Norwegian Cruise Line advised both upcoming guests and travel agents that these taxes would be applied where required by local legislation, emphasising the importance of passengers being informed prior to embarkation. The announcement followed a period of customer scrutiny directed at the brand, including criticism of recent corporate rebranding decisions, at a time when the company has been expanding its global deployment, promotional activity, and premium product offerings.
The cruise line explained that VAT and sales taxes may appear on onboard bills for retail, food, and beverage purchases depending on the voyage route. It clarified that guests who have purchased dining or beverage packages would not see tax applied to the full package price at the time of purchase. Instead, taxation would be calculated only on individual items consumed onboard and only when local laws require it. Passengers would be kept informed of applicable charges through onboard communications, signage, and daily programme notices.

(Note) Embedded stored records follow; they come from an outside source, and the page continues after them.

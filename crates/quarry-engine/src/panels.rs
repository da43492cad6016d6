//! Panel visibility and deferred population.
//!
//! Widgets inside a hidden tab panel are not populated. Instead the data
//! source registers a one-shot hook on the panel; when the panel is shown the
//! hooks fire once and are discarded.
//!
//! ## Hook Lifetime
//!
//! - At most one pending hook per (panel, source) pair
//! - Showing a panel drains every hook registered on it
//! - Hooks can be removed early by id

use parking_lot::RwLock;
use std::collections::{HashMap, HashSet};
use std::sync::atomic::{AtomicU64, Ordering};

/// Global counter for generating unique hook IDs.
static PANEL_HOOK_COUNTER: AtomicU64 = AtomicU64::new(0);

fn generate_hook_id() -> String {
    let id = PANEL_HOOK_COUNTER.fetch_add(1, Ordering::Relaxed);
    format!("panel-hook:{}", id)
}

/// A pending repopulation for a source, waiting for its panel.
#[derive(Debug, Clone, PartialEq, Eq)]
pub struct PanelHook {
    /// Unique identifier for removal.
    pub id: String,

    /// Source to populate when the panel is shown.
    pub source: String,
}

/// Tracks which panels are hidden and who waits for them.
pub struct PanelTracker {
    hidden: RwLock<HashSet<String>>,
    hooks: RwLock<HashMap<String, Vec<PanelHook>>>,
}

impl PanelTracker {
    pub fn new() -> Self {
        Self {
            hidden: RwLock::new(HashSet::new()),
            hooks: RwLock::new(HashMap::new()),
        }
    }

    /// Panels are visible until hidden.
    pub fn is_visible(&self, panel: &str) -> bool {
        !self.hidden.read().contains(panel)
    }

    pub fn hide(&self, panel: &str) {
        if self.hidden.write().insert(panel.to_string()) {
            tracing::debug!("Panel '{}' hidden", panel);
        }
    }

    /// Mark a panel visible and take the sources waiting for it.
    pub fn show(&self, panel: &str) -> Vec<String> {
        self.hidden.write().remove(panel);
        let hooks = self.hooks.write().remove(panel).unwrap_or_default();
        if !hooks.is_empty() {
            tracing::debug!(
                "Panel '{}' shown, firing {} deferred population(s)",
                panel,
                hooks.len()
            );
        }
        hooks.into_iter().map(|h| h.source).collect()
    }

    /// Register a one-shot population hook for a source.
    ///
    /// Returns the id of the pending hook; an existing hook for the same
    /// source is reused rather than duplicated.
    pub fn defer(&self, panel: &str, source: &str) -> String {
        let mut hooks = self.hooks.write();
        let pending = hooks.entry(panel.to_string()).or_default();
        if let Some(existing) = pending.iter().find(|h| h.source == source) {
            return existing.id.clone();
        }
        let id = generate_hook_id();
        pending.push(PanelHook {
            id: id.clone(),
            source: source.to_string(),
        });
        tracing::debug!(
            "Deferred population of '{}' until panel '{}' is shown (id: {})",
            source,
            panel,
            id
        );
        id
    }

    /// Number of hooks waiting on a panel.
    pub fn pending(&self, panel: &str) -> usize {
        self.hooks.read().get(panel).map(Vec::len).unwrap_or(0)
    }
}

impl Default for PanelTracker {
    fn default() -> Self {
        Self::new()
    }
}

#[cfg(test)]
mod tests {
    use super::*;

    #[test]
    fn test_panels_start_visible() {
        let panels = PanelTracker::new();
        assert!(panels.is_visible("tab-map"));
        panels.hide("tab-map");
        assert!(!panels.is_visible("tab-map"));
    }

    #[test]
    fn test_defer_is_one_shot() {
        let panels = PanelTracker::new();
        panels.hide("tab-map");
        panels.defer("tab-map", "squares");

        assert_eq!(panels.show("tab-map"), vec!["squares".to_string()]);
        assert!(panels.is_visible("tab-map"));
        assert!(panels.show("tab-map").is_empty());
    }

    #[test]
    fn test_defer_does_not_duplicate() {
        let panels = PanelTracker::new();
        let first = panels.defer("tab-map", "squares");
        let second = panels.defer("tab-map", "squares");
        panels.defer("tab-map", "records");

        assert_eq!(first, second);
        assert!(first.starts_with("panel-hook:"));
        assert_eq!(panels.pending("tab-map"), 2);
    }
}
impl DataSource {
    pub fn new(settings: SourceConfig, services: SourceServices) -> Self {
        let mode = match &settings.aggregation {
            Some(template) if template.is_composite() => PagingMode::Composite,
            _ => PagingMode::Offset,
        };
        let paging = PaginationState::new(mode, settings.size.unwrap_or(DEFAULT_PAGE_SIZE));
        let (status_tx, status_rx) = watch::channel(SourceStatus::Idle);
        Self {
            id: settings.id.clone(),
            settings: RwLock::new(settings),
            paging: Mutex::new(paging),
            consumers: RwLock::new(Vec::new()),
            links: RwLock::new(Links::default()),
            latch: Mutex::new(Latch::default()),
            services,
            status_tx,
            status_rx,
        }
    }

    pub fn id(&self) -> &str {
        &self.id
    }

    pub fn settings(&self) -> SourceConfig {
        self.settings.read().clone()
    }

    /// Page size used for paging and the row refresh threshold.
    pub fn size(&self) -> u32 {
        self.paging.lock().size()
    }

    pub fn status(&self) -> SourceStatus {
        *self.status_rx.borrow()
    }

    pub fn subscribe(&self) -> watch::Receiver<SourceStatus> {
        self.status_rx.clone()
    }

    // =========================================================================
    // Wiring
    // =========================================================================

    /// Register a consumer. Responses are distributed in registration order.
    pub fn add_consumer(&self, consumer: Arc<dyn Consumer>) {
        tracing::debug!(
            "Source '{}': added {} consumer '{}'",
            self.id,
            consumer.kind(),
            consumer.id()
        );
        self.consumers.write().push(consumer);
    }

    /// Register a grid consumer. Its filter row applies to this source.
    pub fn add_grid(&self, grid: Arc<GridConsumer>) {
        self.links.write().filter_grids.push(grid.clone());
        self.add_consumer(grid);
    }

    /// Apply another grid's filter row to this source.
    pub fn link_filter_grid(&self, grid: Arc<GridConsumer>) {
        self.links.write().filter_grids.push(grid);
    }

    pub fn set_row_grid(&self, grid: Arc<GridConsumer>) {
        self.links.write().row_grid = Some(grid);
    }

    pub fn set_bounds_map(&self, map: Arc<MapConsumer>) {
        self.links.write().bounds_map = Some(map);
    }

    pub fn consumers(&self) -> Vec<Arc<dyn Consumer>> {
        self.consumers.read().clone()
    }

    // =========================================================================
    // Settings changes
    // =========================================================================

    pub fn set_sort(&self, sort: SortSpec) {
        self.settings.write().sort = sort;
    }

    /// Back to the first page. Called whenever a filter changes.
    pub fn reset_paging(&self) {
        self.paging.lock().reset();
    }

    /// Move one page forward past `rendered_rows` rows.
    pub fn page_forward(&self, rendered_rows: usize) -> bool {
        self.paging.lock().forward(rendered_rows)
    }

    pub fn page_back(&self) -> bool {
        self.paging.lock().backward()
    }

    pub fn paging(&self) -> PaginationState {
        self.paging.lock().clone()
    }

    /// Run `f` with an extra static clause in place.
    ///
    /// The clause is removed as soon as `f` returns, so it only reaches the
    /// requests `f` prepares.
    pub fn with_temporary_clause<R>(&self, clause: &FilterClause, f: impl FnOnce(&Self) -> R) -> R {
        let temporary = StaticClause::from_filter_clause(clause);
        self.settings
            .write()
            .filter_bool_clauses
            .get_mut(clause.bool_clause)
            .push(temporary.clone());

        let result = f(self);

        let mut settings = self.settings.write();
        let clauses = settings.filter_bool_clauses.get_mut(clause.bool_clause);
        if let Some(pos) = clauses.iter().rposition(|c| c == &temporary) {
            clauses.remove(pos);
        }
        result
    }

    /// Forget that `consumer_id` holds the cached response.
    ///
    /// Called when a consumer drops its rendered data, so the next pass
    /// serves it again even when the request is unchanged.
    pub fn release_consumer(&self, consumer_id: &str) {
        self.latch.lock().served.retain(|id| id != consumer_id);
    }

    /// The last request sent.
    pub fn last_request(&self) -> Option<Arc<Request>> {
        self.latch.lock().last.as_ref().map(|c| c.request.clone())
    }

    /// The last response rendered.
    pub fn last_response(&self) -> Option<Arc<Response>> {
        self.latch.lock().last.as_ref().map(|c| c.response.clone())
    }

    // =========================================================================
    // Population
    // =========================================================================

    fn is_hidden(&self, consumer: &dyn Consumer) -> bool {
        consumer
            .panel()
            .is_some_and(|panel| !self.services.panels.is_visible(&panel))
    }

    /// Build the current request without side effects.
    pub fn build_request(&self) -> BuiltQuery {
        let settings = self.settings.read();
        let paging = self.paging.lock();
        let links = self.links.read();

        let row_filter = match (&settings.row_filter, &links.row_grid) {
            (None, _) => RowFilter::Unbound,
            (Some(binding), Some(grid)) => grid
                .selected_row()
                .and_then(|row| value_at_path(&row.doc, &binding.field).map(value_as_text))
                .map(|value| RowFilter::Selected {
                    field: binding.field.clone(),
                    value,
                })
                .unwrap_or(RowFilter::NothingSelected),
            (Some(_), None) => RowFilter::NothingSelected,
        };
        let viewport = settings
            .filter_bounds_using_map
            .as_ref()
            .and(links.bounds_map.as_ref())
            .map(|map| map.viewport());
        let filter_grids: Vec<&GridConsumer> =
            links.filter_grids.iter().map(|g| g.as_ref()).collect();

        build_query(
            &self.services.query,
            QueryInputs {
                settings: &settings,
                paging: &paging,
                row_filter,
                viewport,
                board: &self.services.board,
                filter_grids: &filter_grids,
            },
        )
    }

    /// Synchronous half of population.
    pub fn prepare(&self, force: bool) -> Prepared {
        let consumers = self.consumers.read().clone();
        let mut wanting = Vec::new();
        for consumer in &consumers {
            if !consumer.needs_population(&self.id) {
                continue;
            }
            if self.is_hidden(consumer.as_ref()) {
                if let Some(panel) = consumer.panel() {
                    self.services.panels.defer(&panel, &self.id);
                }
                continue;
            }
            wanting.push(consumer.clone());
        }

        if wanting.is_empty() && !force {
            tracing::debug!("Source '{}': nothing to populate", self.id);
            return Prepared::Skipped(SkipReason::NothingToPopulate);
        }

        let request = match self.build_request() {
            BuiltQuery::Request(request) => request,
            BuiltQuery::NoQuery => {
                tracing::debug!("Source '{}': no row selected, request skipped", self.id);
                return Prepared::Skipped(SkipReason::NoQuery);
            }
        };
        let signature = request.signature();

        let mut latch = self.latch.lock();
        if !force && latch.signature.as_deref() == Some(signature.as_str()) {
            // Consumers that missed the cached response get it now.
            let mut revived = Vec::new();
            if let Some(cached) = latch.last.as_ref().filter(|c| c.signature == signature) {
                for consumer in &wanting {
                    if !latch.served.iter().any(|id| id == consumer.id()) {
                        revived.push((consumer.clone(), cached.request.clone(), cached.response.clone()));
                    }
                }
            }
            for (consumer, _, _) in &revived {
                latch.served.push(consumer.id().to_string());
            }
            drop(latch);

            tracing::debug!(
                "Source '{}': duplicate request skipped, {} consumer(s) served from cache",
                self.id,
                revived.len()
            );
            if !revived.is_empty() {
                let settings = self.settings();
                for (consumer, request, response) in revived {
                    consumer.populate(&settings, &response, &request);
                }
            }
            for consumer in &wanting {
                consumer.set_loading(false);
            }
            return Prepared::Skipped(SkipReason::Duplicate);
        }

        latch.signature = Some(signature.clone());
        latch.issued += 1;
        latch.in_flight += 1;
        let seq = latch.issued;
        drop(latch);

        for consumer in &wanting {
            consumer.set_loading(true);
        }
        self.status_tx.send_replace(SourceStatus::RequestPending);
        tracing::debug!("Source '{}': request #{} prepared", self.id, seq);

        let (page, generation) = {
            let paging = self.paging.lock();
            (paging.page(), paging.generation())
        };
        Prepared::Dispatch(PendingRequest {
            seq,
            page,
            generation,
            signature,
            request: Arc::new(request),
            loading: wanting,
        })
    }

    /// Asynchronous half of population.
    pub async fn dispatch(&self, pending: PendingRequest) -> PopulateOutcome {
        let result = self
            .services
            .backend
            .search((*pending.request).clone())
            .await
            .and_then(|response| match response.failure() {
                Some(message) => Err(BackendError::Query {
                    code: response.code,
                    message,
                }),
                None => Ok(response),
            });

        let outcome = match result {
            Ok(response) => self.render(&pending, response),
            Err(error) => self.fail(&pending, error),
        };

        for consumer in &pending.loading {
            consumer.set_loading(false);
        }
        let idle = {
            let mut latch = self.latch.lock();
            latch.in_flight = latch.in_flight.saturating_sub(1);
            latch.in_flight == 0
        };
        if idle {
            self.status_tx.send_replace(SourceStatus::Idle);
        }
        outcome
    }

    /// Prepare and dispatch.
    pub async fn populate(&self, force: bool) -> PopulateOutcome {
        match self.prepare(force) {
            Prepared::Dispatch(pending) => self.dispatch(pending).await,
            Prepared::Skipped(reason) => PopulateOutcome::Skipped(reason),
        }
    }

    fn render(&self, pending: &PendingRequest, mut response: Response) -> PopulateOutcome {
        {
            let mut latch = self.latch.lock();
            if pending.seq < latch.rendered {
                tracing::debug!(
                    "Source '{}': dropped stale response #{} (rendered #{})",
                    self.id,
                    pending.seq,
                    latch.rendered
                );
                return PopulateOutcome::Stale;
            }
            latch.rendered = pending.seq;
        }

        let settings = self.settings();
        let consumers = self.consumers();

        let cursor = match &settings.aggregation {
            Some(template) if template.is_composite() => {
                let after_key = response
                    .aggregations
                    .as_ref()
                    .and_then(|aggs| template.after_key(aggs));
                self.paging
                    .lock()
                    .record_response(pending.generation, pending.page, after_key)
            }
            _ => CursorOutcome::Ignored,
        };
        if cursor == CursorOutcome::Overrun {
            tracing::debug!("Source '{}': no data past page {}", self.id, pending.page);
            for consumer in &consumers {
                consumer.last_page_reached();
            }
            return PopulateOutcome::Overrun;
        }

        if let Some(aggs) = &response.aggregations {
            for (name, table) in &settings.tables {
                if let Some(pivot) = build_pivot(aggs, table) {
                    response.tables.insert(name.clone(), pivot);
                }
            }
        }
        let response = Arc::new(response);

        let mut served = Vec::new();
        for consumer in &consumers {
            if self.is_hidden(consumer.as_ref()) {
                if consumer.needs_population(&self.id) {
                    if let Some(panel) = consumer.panel() {
                        self.services.panels.defer(&panel, &self.id);
                    }
                }
                continue;
            }
            if consumer.needs_population(&self.id) {
                served.push(consumer.id().to_string());
            }
            consumer.populate(&settings, &response, &pending.request);
            if cursor == CursorOutcome::LastPage {
                consumer.last_page_reached();
            }
        }
        tracing::debug!(
            "Source '{}': response #{} rendered by {} consumer(s)",
            self.id,
            pending.seq,
            served.len()
        );

        let mut latch = self.latch.lock();
        latch.last = Some(CachedResponse {
            signature: pending.signature.clone(),
            request: pending.request.clone(),
            response,
        });
        latch.served = served;
        PopulateOutcome::Rendered
    }

    fn fail(&self, pending: &PendingRequest, error: BackendError) -> PopulateOutcome {
        let stale = {
            let mut latch = self.latch.lock();
            if latch.signature.as_deref() == Some(pending.signature.as_str()) {
                latch.signature = None;
            }
            pending.seq < latch.rendered
        };
        tracing::warn!("Source '{}': request #{} failed: {}", self.id, pending.seq, error);
        if !stale {
            self.services
                .notifier
                .error(&format!("Search request for '{}' failed: {}", self.id, error));
        }
        PopulateOutcome::Failed(error)
    }
}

Historically, frequent Norwegian Cruise Line guests have often prepaid for dining and beverage packages to limit additional onboard expenses. Under the revised framework, however, the final cost may vary based on where the ship is sailing and when purchases are made. For cruises beginning in Spain or operating entirely within the European Union, a value added tax of 21% is applied to retail purchases, while food and beverage transactions attract a VAT of 10%. A similar structure applies to cruises embarking from Italy, where the retail VAT rate is 22%.
In cases where a cruise originates outside Spain and includes ports beyond the European Union, but also calls at a Spanish port, a 10 per cent VAT on food and beverage purchases is applied during the vessel’s connection to Spanish jurisdiction. This reflects Spanish tax law governing commercial activity conducted while a ship is alongside or operating within national waters. Norwegian Cruise Line also confirmed that when vessels are sailing within United States territorial waters or calling at U.S. ports, applicable state and local sales taxes will be added to food and beverage purchases, with those charges ceasing once the ship exits U.S. waters.
These region-specific tax rules have broader implications as the company prepares for future deployment. Norwegian Cruise Line recently announced its spring and summer 2027 programme, comprising more than 500 voyages across 59 countries and nearly 30 global homeports, including major European embarkation points such as Rome, Barcelona, Athens, and Copenhagen. As VAT and sales taxes are applied strictly according to local regulations, onboard charges may vary significantly within a single itinerary, particularly on voyages calling at multiple European Union member states.
As a result, onboard spending for passengers may differ not only between cruises but also between ports visited on the same sailing. The company’s emphasis on advance communication suggests an effort to manage passenger expectations as local tax compliance becomes a more visible element of cruise operations. Over time, such considerations may also influence itinerary planning and onboard pricing strategies, as cruise lines balance regulatory obligations with customer response.